*EXERCISE BRIEF:*
Every line of the data should be output word for word.

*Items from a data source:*
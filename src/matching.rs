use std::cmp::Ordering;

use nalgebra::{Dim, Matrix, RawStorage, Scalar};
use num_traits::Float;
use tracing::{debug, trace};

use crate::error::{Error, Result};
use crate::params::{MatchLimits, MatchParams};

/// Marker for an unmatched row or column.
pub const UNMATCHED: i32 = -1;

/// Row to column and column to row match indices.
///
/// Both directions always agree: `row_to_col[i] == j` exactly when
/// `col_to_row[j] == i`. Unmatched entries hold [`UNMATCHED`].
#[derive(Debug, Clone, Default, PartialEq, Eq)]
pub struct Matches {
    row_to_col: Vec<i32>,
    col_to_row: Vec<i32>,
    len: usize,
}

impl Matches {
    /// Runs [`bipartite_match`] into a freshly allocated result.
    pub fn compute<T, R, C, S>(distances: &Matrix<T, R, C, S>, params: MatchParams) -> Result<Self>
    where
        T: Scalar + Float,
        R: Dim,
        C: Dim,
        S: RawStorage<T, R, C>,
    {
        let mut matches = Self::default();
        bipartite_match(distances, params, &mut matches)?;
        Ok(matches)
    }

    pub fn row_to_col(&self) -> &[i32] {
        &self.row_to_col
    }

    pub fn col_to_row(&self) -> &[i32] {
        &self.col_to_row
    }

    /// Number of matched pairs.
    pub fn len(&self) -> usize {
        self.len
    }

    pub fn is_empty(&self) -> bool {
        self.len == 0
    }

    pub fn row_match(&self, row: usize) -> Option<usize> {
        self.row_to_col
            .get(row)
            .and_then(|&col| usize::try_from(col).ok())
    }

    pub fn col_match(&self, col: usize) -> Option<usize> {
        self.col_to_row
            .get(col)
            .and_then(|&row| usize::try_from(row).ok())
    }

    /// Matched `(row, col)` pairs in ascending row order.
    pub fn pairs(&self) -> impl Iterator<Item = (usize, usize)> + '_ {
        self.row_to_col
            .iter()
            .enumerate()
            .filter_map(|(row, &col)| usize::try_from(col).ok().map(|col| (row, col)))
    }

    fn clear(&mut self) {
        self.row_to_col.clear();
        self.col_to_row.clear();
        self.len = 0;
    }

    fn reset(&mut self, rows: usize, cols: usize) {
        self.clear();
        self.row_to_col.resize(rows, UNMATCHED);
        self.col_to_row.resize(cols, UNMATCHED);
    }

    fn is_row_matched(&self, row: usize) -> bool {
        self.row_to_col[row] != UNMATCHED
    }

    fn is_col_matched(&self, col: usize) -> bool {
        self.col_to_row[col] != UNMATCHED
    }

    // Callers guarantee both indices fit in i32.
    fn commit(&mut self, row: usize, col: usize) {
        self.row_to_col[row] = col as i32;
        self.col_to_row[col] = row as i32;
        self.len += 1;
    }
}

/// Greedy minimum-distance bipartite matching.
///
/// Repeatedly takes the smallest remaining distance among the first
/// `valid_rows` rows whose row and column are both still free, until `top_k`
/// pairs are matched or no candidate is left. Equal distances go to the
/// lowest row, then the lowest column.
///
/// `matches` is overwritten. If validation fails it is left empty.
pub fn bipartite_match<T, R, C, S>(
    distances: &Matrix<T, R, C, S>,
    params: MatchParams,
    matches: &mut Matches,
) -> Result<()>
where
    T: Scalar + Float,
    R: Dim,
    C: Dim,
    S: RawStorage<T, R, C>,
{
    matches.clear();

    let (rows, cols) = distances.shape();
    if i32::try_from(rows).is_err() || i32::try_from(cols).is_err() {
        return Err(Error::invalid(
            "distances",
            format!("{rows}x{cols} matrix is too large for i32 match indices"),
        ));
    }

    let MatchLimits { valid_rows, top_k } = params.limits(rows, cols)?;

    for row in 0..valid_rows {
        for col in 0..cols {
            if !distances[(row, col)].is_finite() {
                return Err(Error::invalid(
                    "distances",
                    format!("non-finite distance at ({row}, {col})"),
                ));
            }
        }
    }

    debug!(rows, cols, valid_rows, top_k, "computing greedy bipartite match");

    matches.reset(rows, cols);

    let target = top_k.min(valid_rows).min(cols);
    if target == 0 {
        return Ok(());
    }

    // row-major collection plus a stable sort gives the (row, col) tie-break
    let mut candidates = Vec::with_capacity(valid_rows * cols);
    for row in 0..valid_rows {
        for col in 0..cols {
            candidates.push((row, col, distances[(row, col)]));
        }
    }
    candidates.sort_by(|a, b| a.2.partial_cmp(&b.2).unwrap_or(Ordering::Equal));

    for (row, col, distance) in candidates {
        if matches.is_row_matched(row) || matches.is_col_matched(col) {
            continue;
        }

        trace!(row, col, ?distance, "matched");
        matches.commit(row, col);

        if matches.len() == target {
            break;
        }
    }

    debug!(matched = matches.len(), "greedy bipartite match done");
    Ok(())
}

*WRITTEN RESPONSE:*
filename src/matching.rs
use std::cmp::Ordering;

use nalgebra::{Dim, Matrix, RawStorage, Scalar};
use num_traits::Float;
use tracing::{debug, trace};

use crate::error::{Error, Result};
use crate::params::{MatchLimits, MatchParams};

/// Marker for an unmatched row or column.
pub const UNMATCHED: i32 = -1;

/// Row to column and column to row match indices.
///
/// Both directions always agree: `row_to_col[i] == j` exactly when
/// `col_to_row[j] == i`. Unmatched entries hold [`UNMATCHED`].
#[derive(Debug, Clone, Default, PartialEq, Eq)]
pub struct Matches {
    row_to_col: Vec<i32>,
    col_to_row: Vec<i32>,
    len: usize,
}

impl Matches {
    /// Runs [`bipartite_match`] into a freshly allocated result.
    pub fn compute<T, R, C, S>(distances: &Matrix<T, R, C, S>, params: MatchParams) -> Result<Self>
    where
        T: Scalar + Float,
        R: Dim,
        C: Dim,
        S: RawStorage<T, R, C>,
    {
        let mut matches = Self::default();
        bipartite_match(distances, params, &mut matches)?;
        Ok(matches)
    }

    pub fn row_to_col(&self) -> &[i32] {
        &self.row_to_col
    }

    pub fn col_to_row(&self) -> &[i32] {
        &self.col_to_row
    }

    /// Number of matched pairs.
    pub fn len(&self) -> usize {
        self.len
    }

    pub fn is_empty(&self) -> bool {
        self.len == 0
    }

    pub fn row_match(&self, row: usize) -> Option<usize> {
        self.row_to_col
            .get(row)
            .and_then(|&col| usize::try_from(col).ok())
    }

    pub fn col_match(&self, col: usize) -> Option<usize> {
        self.col_to_row
            .get(col)
            .and_then(|&row| usize::try_from(row).ok())
    }

    /// Matched `(row, col)` pairs in ascending row order.
    pub fn pairs(&self) -> impl Iterator<Item = (usize, usize)> + '_ {
        self.row_to_col
            .iter()
            .enumerate()
            .filter_map(|(row, &col)| usize::try_from(col).ok().map(|col| (row, col)))
    }

    fn clear(&mut self) {
        self.row_to_col.clear();
        self.col_to_row.clear();
        self.len = 0;
    }

    fn reset(&mut self, rows: usize, cols: usize) {
        self.clear();
        self.row_to_col.resize(rows, UNMATCHED);
        self.col_to_row.resize(cols, UNMATCHED);
    }

    fn is_row_matched(&self, row: usize) -> bool {
        self.row_to_col[row] != UNMATCHED
    }

    fn is_col_matched(&self, col: usize) -> bool {
        self.col_to_row[col] != UNMATCHED
    }

    // Callers guarantee both indices fit in i32.
    fn commit(&mut self, row: usize, col: usize) {
        self.row_to_col[row] = col as i32;
        self.col_to_row[col] = row as i32;
        self.len += 1;
    }
}

/// Greedy minimum-distance bipartite matching.
///
/// Repeatedly takes the smallest remaining distance among the first
/// `valid_rows` rows whose row and column are both still free, until `top_k`
/// pairs are matched or no candidate is left. Equal distances go to the
/// lowest row, then the lowest column.
///
/// `matches` is overwritten. If validation fails it is left empty.
pub fn bipartite_match<T, R, C, S>(
    distances: &Matrix<T, R, C, S>,
    params: MatchParams,
    matches: &mut Matches,
) -> Result<()>
where
    T: Scalar + Float,
    R: Dim,
    C: Dim,
    S: RawStorage<T, R, C>,
{
    matches.clear();

    let (rows, cols) = distances.shape();
    if i32::try_from(rows).is_err() || i32::try_from(cols).is_err() {
        return Err(Error::invalid(
            "distances",
            format!("{rows}x{cols} matrix is too large for i32 match indices"),
        ));
    }

    let MatchLimits { valid_rows, top_k } = params.limits(rows, cols)?;

    for row in 0..valid_rows {
        for col in 0..cols {
            if !distances[(row, col)].is_finite() {
                return Err(Error::invalid(
                    "distances",
                    format!("non-finite distance at ({row}, {col})"),
                ));
            }
        }
    }

    debug!(rows, cols, valid_rows, top_k, "computing greedy bipartite match");

    matches.reset(rows, cols);

    let target = top_k.min(valid_rows).min(cols);
    if target == 0 {
        return Ok(());
    }

    // row-major collection plus a stable sort gives the (row, col) tie-break
    let mut candidates = Vec::with_capacity(valid_rows * cols);
    for row in 0..valid_rows {
        for col in 0..cols {
            candidates.push((row, col, distances[(row, col)]));
        }
    }
    candidates.sort_by(|a, b| a.2.partial_cmp(&b.2).unwrap_or(Ordering::Equal));

    for (row, col, distance) in candidates {
        if matches.is_row_matched(row) || matches.is_col_matched(col) {
            continue;
        }

        trace!(row, col, ?distance, "matched");
        matches.commit(row, col);

        if matches.len() == target {
            break;
        }
    }

    debug!(matched = matches.len(), "greedy bipartite match done");
    Ok(())
}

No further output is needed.